WHAT IS NEEDED — Each line below containing the word "None" needs to be shown.

MATERIAL TO PROCESS —
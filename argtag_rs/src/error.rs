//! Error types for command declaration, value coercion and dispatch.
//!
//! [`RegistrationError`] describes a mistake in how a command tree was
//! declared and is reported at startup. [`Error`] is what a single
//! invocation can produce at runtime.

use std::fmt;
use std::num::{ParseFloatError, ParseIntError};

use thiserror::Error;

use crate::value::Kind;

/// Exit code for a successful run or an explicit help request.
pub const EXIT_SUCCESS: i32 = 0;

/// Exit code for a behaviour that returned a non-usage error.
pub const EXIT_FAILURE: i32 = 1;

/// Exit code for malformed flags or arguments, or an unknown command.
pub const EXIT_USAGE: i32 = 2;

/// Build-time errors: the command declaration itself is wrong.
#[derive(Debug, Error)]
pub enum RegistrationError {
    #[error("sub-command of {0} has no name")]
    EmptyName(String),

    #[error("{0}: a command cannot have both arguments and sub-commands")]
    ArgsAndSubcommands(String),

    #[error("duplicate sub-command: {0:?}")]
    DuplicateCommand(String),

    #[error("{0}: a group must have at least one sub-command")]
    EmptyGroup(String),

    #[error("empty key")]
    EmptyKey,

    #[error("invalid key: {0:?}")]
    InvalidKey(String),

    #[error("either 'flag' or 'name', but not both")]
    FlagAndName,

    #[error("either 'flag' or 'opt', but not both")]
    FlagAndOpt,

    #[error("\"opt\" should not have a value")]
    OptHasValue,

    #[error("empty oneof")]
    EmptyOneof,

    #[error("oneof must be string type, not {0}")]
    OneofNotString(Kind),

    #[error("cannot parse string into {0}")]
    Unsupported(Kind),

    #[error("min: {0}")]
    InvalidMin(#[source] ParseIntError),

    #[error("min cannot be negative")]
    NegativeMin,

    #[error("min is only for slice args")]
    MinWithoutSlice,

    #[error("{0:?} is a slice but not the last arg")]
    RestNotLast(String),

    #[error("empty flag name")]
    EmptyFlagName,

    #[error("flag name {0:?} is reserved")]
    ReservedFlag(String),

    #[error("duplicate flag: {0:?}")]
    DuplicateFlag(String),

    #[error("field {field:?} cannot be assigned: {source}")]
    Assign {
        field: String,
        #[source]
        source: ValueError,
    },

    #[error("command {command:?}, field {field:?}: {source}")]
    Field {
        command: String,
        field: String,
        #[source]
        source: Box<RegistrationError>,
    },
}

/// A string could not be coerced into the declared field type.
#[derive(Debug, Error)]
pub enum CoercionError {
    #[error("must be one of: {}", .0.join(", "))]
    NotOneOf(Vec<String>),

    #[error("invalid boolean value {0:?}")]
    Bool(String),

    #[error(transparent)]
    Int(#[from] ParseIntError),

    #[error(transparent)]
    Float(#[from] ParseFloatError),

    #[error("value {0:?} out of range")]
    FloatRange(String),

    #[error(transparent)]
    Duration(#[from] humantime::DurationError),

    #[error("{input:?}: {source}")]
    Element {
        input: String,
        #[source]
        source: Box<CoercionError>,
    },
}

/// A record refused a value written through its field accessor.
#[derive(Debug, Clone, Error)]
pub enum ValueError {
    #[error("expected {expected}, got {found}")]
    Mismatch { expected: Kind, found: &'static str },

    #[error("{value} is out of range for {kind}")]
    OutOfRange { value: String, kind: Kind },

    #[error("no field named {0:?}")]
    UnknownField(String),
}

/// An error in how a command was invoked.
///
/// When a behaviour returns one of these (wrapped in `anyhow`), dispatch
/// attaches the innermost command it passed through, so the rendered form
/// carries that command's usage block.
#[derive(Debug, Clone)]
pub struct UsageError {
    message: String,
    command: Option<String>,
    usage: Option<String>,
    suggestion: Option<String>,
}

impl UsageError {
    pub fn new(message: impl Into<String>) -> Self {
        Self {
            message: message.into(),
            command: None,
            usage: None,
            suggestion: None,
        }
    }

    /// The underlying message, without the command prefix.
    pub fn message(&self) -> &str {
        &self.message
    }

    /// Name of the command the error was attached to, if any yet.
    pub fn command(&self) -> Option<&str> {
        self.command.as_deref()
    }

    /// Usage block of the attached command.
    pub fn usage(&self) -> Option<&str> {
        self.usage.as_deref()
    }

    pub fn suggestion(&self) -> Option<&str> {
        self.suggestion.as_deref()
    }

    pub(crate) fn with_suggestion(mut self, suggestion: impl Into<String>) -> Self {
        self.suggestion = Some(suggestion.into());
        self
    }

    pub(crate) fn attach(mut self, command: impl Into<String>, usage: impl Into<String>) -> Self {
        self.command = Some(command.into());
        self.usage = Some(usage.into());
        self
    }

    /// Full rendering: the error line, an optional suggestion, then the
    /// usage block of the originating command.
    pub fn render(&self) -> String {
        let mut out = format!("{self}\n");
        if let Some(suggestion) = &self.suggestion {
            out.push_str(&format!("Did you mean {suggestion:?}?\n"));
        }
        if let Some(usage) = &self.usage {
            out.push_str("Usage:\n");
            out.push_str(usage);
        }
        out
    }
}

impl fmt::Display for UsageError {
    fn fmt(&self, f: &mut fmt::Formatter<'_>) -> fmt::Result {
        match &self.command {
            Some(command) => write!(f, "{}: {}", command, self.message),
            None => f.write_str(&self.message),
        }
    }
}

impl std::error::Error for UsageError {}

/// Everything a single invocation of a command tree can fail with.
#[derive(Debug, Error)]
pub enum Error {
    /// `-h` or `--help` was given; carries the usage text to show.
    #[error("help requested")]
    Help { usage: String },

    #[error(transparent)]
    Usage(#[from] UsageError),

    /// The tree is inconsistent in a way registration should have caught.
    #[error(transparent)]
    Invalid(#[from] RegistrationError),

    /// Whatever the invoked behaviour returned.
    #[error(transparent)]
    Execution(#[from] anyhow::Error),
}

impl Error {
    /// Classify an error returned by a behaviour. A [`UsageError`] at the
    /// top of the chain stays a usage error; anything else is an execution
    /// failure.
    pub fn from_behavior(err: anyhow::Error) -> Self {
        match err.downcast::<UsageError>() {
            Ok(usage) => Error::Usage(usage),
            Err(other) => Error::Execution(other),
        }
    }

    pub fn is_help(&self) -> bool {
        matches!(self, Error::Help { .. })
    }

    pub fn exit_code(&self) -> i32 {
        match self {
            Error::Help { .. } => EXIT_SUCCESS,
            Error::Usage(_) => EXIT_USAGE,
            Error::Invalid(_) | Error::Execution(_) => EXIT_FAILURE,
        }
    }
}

WRITTEN ANSWER —
            command: None,
            usage: None,
            suggestion: None,
            None => f.write_str(&self.message),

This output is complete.